Elliman logged the second-highest new development sales volume with roughly $7 billion in closed sales last year. Compass, which heads sales at some of Miki Naftali’s condo projects on the Upper East Side, ended 2023 with just under $4 billion in sales.
Closed sales offer some insight into which firms dominate the new development space, tracking who was the busiest moving deals in a given year.
But the complete picture of a brokerage’s footprint in the market is more complex: It takes in closed sales, contracts signed, the number of buildings the firm represents, the number of units and the dollars those units represent to show how firms stack up against each other.

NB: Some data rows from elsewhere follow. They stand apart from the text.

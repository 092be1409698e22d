use fc_derive::fc_error;
use std::borrow::Cow;

#[fc_error]
pub enum DemoError {
    #[error("IO error{}: {source}", format_context(.context))]
    Io {
        #[source]
        source: std::io::Error,
        context: Option<Cow<'static, str>>,
    },

    #[error("Confinement violation{}: {message}", format_context(.context))]
    Confinement { message: Cow<'static, str>, context: Option<Cow<'static, str>> },

    #[error("Internal error{}: {message}", format_context(.context))]
    Internal { message: Cow<'static, str>, context: Option<Cow<'static, str>> },
}

fn main() {
    let err = DemoError::from("boom");
    let _ = err.context_note();
}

The city’s landscape for new development marketing is also shifting, as the project pipeline shrinks and larger brokerages focus on buildings with higher projected sellouts and a large number of units to move.
“When things are tight, the big players are reluctant to take on smaller projects where there’s more risk,” said Kael Goodman, founder and CEO of Marketproof.
Less to fight over
Rising mortgage rates and economic uncertainty roiled New York City’s new development last year.
Contract signings for condos dropped 8 percent from 2022, according to Marketproof data. New development sales volume reached $7.2 billion, down 10 percent from 2022.
In Manhattan, deals fell 12 percent year-over-year, compared to Brooklyn’s 9 percent dip. Queens was an outlier with contracts increasing from 408 to 447, thanks to rising demand for new developments in Long Island City.
Inventory shrank citywide from 12,700 units in 2022 to 10,200 in 2023.
Despite the drop, demand for new development in the city was up 6 percent from its pre-pandemic average. And the market is showing signs of improvement — new development deal volume in February rose 21 percent month-over-month and 12 percent annually.
The city’s pipeline of projects is drying up, spelling fierce competition for limited listings.
“The new dev sector’s certainly going to have a nice war, isn’t it?” Douglas Elliman’s Frances Katzen said.